The Hospital of San Gabriel that depended so much on the Chinese, and was, in fact, founded for them, was ordered closed by the Real Audiencia, on the 20th of October of 1774.
But this was not to be the end of history of the Hospital. Although it was closed as a hospital, the church attached to it was to continue its service as a parish church for the Chinese of the Parian from 1791 onward, after the city engineer had ordered the demolition of the former parish church for reasons of strategy. The Dominicans housed the secular parish priest of the Chinese of the Parian, in the former hospital until year 1843.
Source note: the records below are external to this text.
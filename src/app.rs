use std::net::SocketAddr;

use axum::{routing::get, Router};
use tower_http::{cors::CorsLayer, trace::TraceLayer};

use crate::state::AppState;
use crate::{auth, favorites, properties, recommendations};

pub fn build_app(state: AppState) -> Router {
    Router::new()
        .nest(
            "/api",
            Router::new()
                .merge(auth::router())
                .merge(properties::router())
                .merge(favorites::router())
                .merge(recommendations::router())
                .route("/health", get(|| async { "ok" })),
        )
        .with_state(state)
        .layer(CorsLayer::permissive())
        .layer(
            TraceLayer::new_for_http()
                .make_span_with(|req: &axum::http::Request<_>| {
                    let method = req.method().clone();
                    let uri = req.uri().clone();
                    tracing::info_span!("http_request", %method, uri = %uri)
                })
                .on_response(
                    |res: &axum::http::Response<_>,
                     _latency: std::time::Duration,
                     span: &tracing::Span| {
                        let status = res.status();
                        span.record("status", tracing::field::display(status));
                        if status.is_server_error() {
                            tracing::error!(%status, "response");
                        } else {
                            tracing::info!(%status, "response");
                        }
                    },
                ),
        )
}

pub async fn serve(app: Router) -> anyhow::Result<()> {
    let addr: SocketAddr = format!(
        "{}:{}",
        std::env::var("APP_HOST").unwrap_or_else(|_| "0.0.0.0".into()),
        std::env::var("APP_PORT").unwrap_or_else(|_| "8080".into())
    )
    .parse()?;

    tracing::info!("listening on {}", addr);
    let listener = tokio::net::TcpListener::bind(addr).await?;
    axum::serve(listener, app).await?;
    Ok(())
}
When the Dominicans were convinced that their project for the Hospital of San Gabriel could no longer be realized, they converted the buildings into apartments and rented them out (1841), and they continued to until the 20th century when they came to be known as the “block of San Gabriel.” In the 20s, they were bought by the Hongkong-Shanghai Bank, which later occupied the area once used by the Hospital of San Gabriel.
Thus we bring to an end of the history of Hospital San Gabriel and the great social and medical service it rendered to the Chinese in the Philippines. In the mind of the early Dominican missionaries, it was a means to bring the gifted and cultured Chinese into the knowledge of Jesus Christ our Lord. Their essential vision was to help the as sick people, love them as brothers and sisters, and enable them to come to eternal life.